Keytruda、膀胱がんと卵巣がんの適応拡大 カナダ・韓国・EUで承認
カナダ保健省、韓国、欧州の規制当局は膀胱がんにおけるKeytrudaの適応を拡大し、韓国ではプラチナ抵抗性卵巣がんにも承認した。また、カナダ保健省は皮下注射製剤のKeytrudaも承認した。
米国とカナダ以外ではMSDとして知られるMerck & Co.は、カナダと韓国で抗PD-1療法**Keytruda(ペムブロリズマブ)**の新たな規制承認を取得し、欧州医薬品庁(EMA)からも肯定的な勧告を得た。これにより、筋層浸潤性膀胱がんへの適応が拡大し、韓国では新たに卵巣がんの適応も追加された。
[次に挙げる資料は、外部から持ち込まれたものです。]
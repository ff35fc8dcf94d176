//! Rows as stored in SQLite. Post and comment rows carry the author's
//! username from a join; `created_at` stays as stored text.

pub struct UserRow {
    pub id: i64,
    pub username: String,
    pub email: String,
    pub password_hash: String,
    pub avatar: Option<String>,
}

/// A post joined with its owner's username.
pub struct PostRow {
    pub id: i64,
    pub title: String,
    pub content: String,
    pub image: Option<String>,
    pub created_at: String,
    pub user_id: i64,
    pub author: String,
}

/// A comment joined with its author's username.
#[derive(Debug)]
pub struct CommentRow {
    pub id: i64,
    pub content: String,
    pub created_at: String,
    pub user_id: i64,
    pub post_id: i64,
    pub author: String,
}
カナダ保健省は、シスプラチンを含む化学療法が不適格な特定の成人筋層浸潤性膀胱がん患者に対し、Keytrudaとエンホルツマブ ベドチンの併用を承認した。このレジメンは、術前補助療法として使用され、その後、根治的膀胱摘除術が行われ、術後は補助療法として継続される。エンホルツマブ ベドチンは抗体薬物複合体である。この承認は、Pfizer Inc.およびAstellas Pharma Inc.と共同で実施された第3相KEYNOTE-905試験(別名EV-303)のデータに基づいている。この試験では、併用療法で治療された患者において、根治的膀胱摘除術および骨盤リンパ節郭清単独と比較して、無イベント生存期間および全生存期間の統計学的に有意な改善が示され、病理学的完全奏効率にも統計学的に有意な差が認められた。Bladder Cancer Canadaの事務局長は、「筋層浸潤性膀胱がんは、患者とその家族に大きな影響を与える可能性があり、特にシスプラチンベースの化学療法の適応とならない患者にとってはなおさらです」と述べた。
韓国の食品医薬品安全処は、シスプラチンベースの化学療法が不適格な筋層浸潤性膀胱がん患者を対象に、根治的膀胱摘除術の周術期における術前補助療法および補助療法として、Keytrudaとエンホルツマブ ベドチンの併用を承認した。KEYNOTE-905試験では、併用療法により、対照群と比較して疾患進行またはその他の疾患関連事象のリスクが60%減少し(HR=0.40)、死亡リスクが50%減少し(HR=0.50)、病理学的完全奏効率が統計学的に有意に改善し、対照群に対して48.3パーセントポイントの差を示した。膀胱がんは主に高齢者、特に70歳以上に発症し、多くの患者は高齢または腎機能障害のために標準的なシスプラチンベースの化学療法を受けることができない。
また、Keytrudaは韓国において、パクリタキセルとの併用(ベバシズマブの併用の有無を問わない)で、PD-L1陽性(CPS≧1)のプラチナ抵抗性上皮性卵巣がん、卵管がん、または原発性腹膜がんで、以前に全身療法を1~2ライン受けた患者に対しても承認を取得した。再発性疾患の患者643人を対象とした第3相KEYNOTE-B96試験では、Keytrudaベースの併用療法により、対照群と比較して疾患進行または死亡のリスクが28%減少し(HR=0.72)、全生存期間解析では死亡リスクが24%減少し(HR=0.76)、全生存期間の中央値は18.2か月を達成した。卵巣がんの再発率は約70%から80%である。今回の承認により、Keytrudaは韓国で18のがん種に対して37の承認適応を保有することになる。MSD Koreaのオンコロジー事業部の執行役員は、「今回の適応拡大は、治療選択肢が限られてきたプラチナ抵抗性卵巣がんや筋層浸潤性膀胱がんの患者さんに新たな希望をもたらすものであり、特に意義深い」と述べた。
別途、欧州医薬品庁(EMA)の医薬品委員会(CHMP)は、シスプラチンを含む化学療法が不適格な切除可能な筋層浸潤性膀胱がんの成人に対する周術期治療(手術前後の治療)として、MerckのKeytruda-Padcev併用療法の承認を推奨する肯定的な意見を採択した。この勧告は、生存率の改善が示された第3相KEYNOTE-905試験に基づいている。この併用療法は米国ですでに承認されている。この勧告は、欧州委員会によってEU、アイスランド、リヒテンシュタイン、ノルウェーにおける販売承認について審査され、最終決定は今年第3四半期に予定されている。
カナダ保健省はまた、ペムブロリズマブの皮下注射製剤であるKeytruda SCを承認した。これは現在の静脈内点滴に代わる選択肢を提供するものである。この決定は、主要試験3475A-D77の結果に基づいており、この試験では、特定の肺がん患者において化学療法と併用した場合、皮下注射製剤は静脈注射版と同様の薬物濃度と有効性を示した。Merckは、カナダでの展開は州および準州の償還決定に依存すると述べた。